Segment Start: Available data

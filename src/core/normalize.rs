//! Tag name and score normalization.
//!
//! Every provider reports tags in its own shape: free-form label strings,
//! numeric confidences, or categorical likelihood enums. This module
//! converts all of them into canonical `(tag, score)` pairs.

use serde::Deserialize;

/// Scores below this are dropped rather than recorded as tags.
const MIN_SCORE: f64 = 0.001;

/// Normalize a raw tag name: lowercase, trim, spaces to hyphens.
///
/// Total and idempotent.
pub fn normalize_tag(raw: &str) -> String {
    raw.trim().to_lowercase().replace(' ', "-")
}

/// Round a confidence score to 3 decimals.
///
/// Returns `None` for negligible scores, meaning the tag should not be
/// emitted at all.
pub fn normalize_score(raw: f64) -> Option<f64> {
    if raw < MIN_SCORE {
        return None;
    }
    Some((raw * 1000.0).round() / 1000.0)
}

/// Likelihood ordinals used by safe-search style detections.
///
/// The numeric ladder is a tuning constant, not an external contract.
#[derive(Debug, Clone, Copy, PartialEq, Eq, Deserialize)]
#[serde(rename_all = "SCREAMING_SNAKE_CASE")]
pub enum Likelihood {
    VeryUnlikely,
    Unlikely,
    Possible,
    Likely,
    VeryLikely,
    #[serde(other)]
    Unknown,
}

impl Likelihood {
    /// Map the ordinal to a numeric confidence score.
    pub fn score(self) -> f64 {
        match self {
            Likelihood::VeryUnlikely => 0.0,
            Likelihood::Unlikely => 0.21,
            Likelihood::Possible => 0.51,
            Likelihood::Likely => 0.71,
            Likelihood::VeryLikely => 0.91,
            Likelihood::Unknown => 0.0,
        }
    }
}
//! # Metadata Module
//!
//! Extracts EXIF details from image files.
//!
//! EXIF is only attempted for JPEG files, matching the formats where it
//! is reliably present. "No EXIF data" is a normal outcome, not an
//! error, and always yields an empty update.

use crate::core::ImageDetails;
use chrono::NaiveDateTime;
use exif::{In, Reader, Tag, Value};
use std::fs::File;
use std::io::BufReader;
use std::path::Path;

/// Check if EXIF extraction should be attempted for this path
pub fn supports_exif(path: &Path) -> bool {
    matches!(
        path.extension()
            .and_then(|e| e.to_str())
            .map(|e| e.to_lowercase())
            .as_deref(),
        Some("jpg") | Some("jpeg")
    )
}

/// Extract EXIF fields into image details.
///
/// Fills only the fields found; existing values in `details` are kept
/// unless EXIF provides a better one (the capture date wins over the
/// filesystem date).
pub fn extract_exif(path: &Path, details: &mut ImageDetails) {
    let file = match File::open(path) {
        Ok(f) => f,
        Err(_) => return,
    };

    let mut bufreader = BufReader::new(&file);
    let exif_reader = match Reader::new().read_from_container(&mut bufreader) {
        Ok(r) => r,
        Err(_) => return,
    };

    if let Some(field) = exif_reader.get_field(Tag::DateTimeOriginal, In::PRIMARY) {
        if let Some(s) = get_string_value(&field.value) {
            // EXIF date format: "YYYY:MM:DD HH:MM:SS"
            if let Ok(naive) = NaiveDateTime::parse_from_str(&s, "%Y:%m:%d %H:%M:%S") {
                details.date = Some(naive.format("%Y-%m-%dT%H:%M:%S").to_string());
            }
        }
    }

    if let Some(field) = exif_reader.get_field(Tag::Make, In::PRIMARY) {
        details.camera_make = get_string_value(&field.value);
    }

    if let Some(field) = exif_reader.get_field(Tag::Model, In::PRIMARY) {
        details.camera_model = get_string_value(&field.value);
    }
}

/// Helper to extract a trimmed string from an EXIF ASCII value
fn get_string_value(value: &Value) -> Option<String> {
    if let Value::Ascii(ref vec) = value {
        if let Some(bytes) = vec.first() {
            if let Ok(s) = std::str::from_utf8(bytes) {
                let trimmed = s.trim_end_matches('\0').trim();
                if !trimmed.is_empty() {
                    return Some(trimmed.to_string());
                }
            }
        }
    }
    None
}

Segment End: Available data

Task objective
Find the string "NaiveDateTime" in the records, then copy each line where it occurs.

Finished task
use chrono::NaiveDateTime;
            if let Ok(naive) = NaiveDateTime::parse_from_str(&s, "%Y:%m:%d %H:%M:%S") {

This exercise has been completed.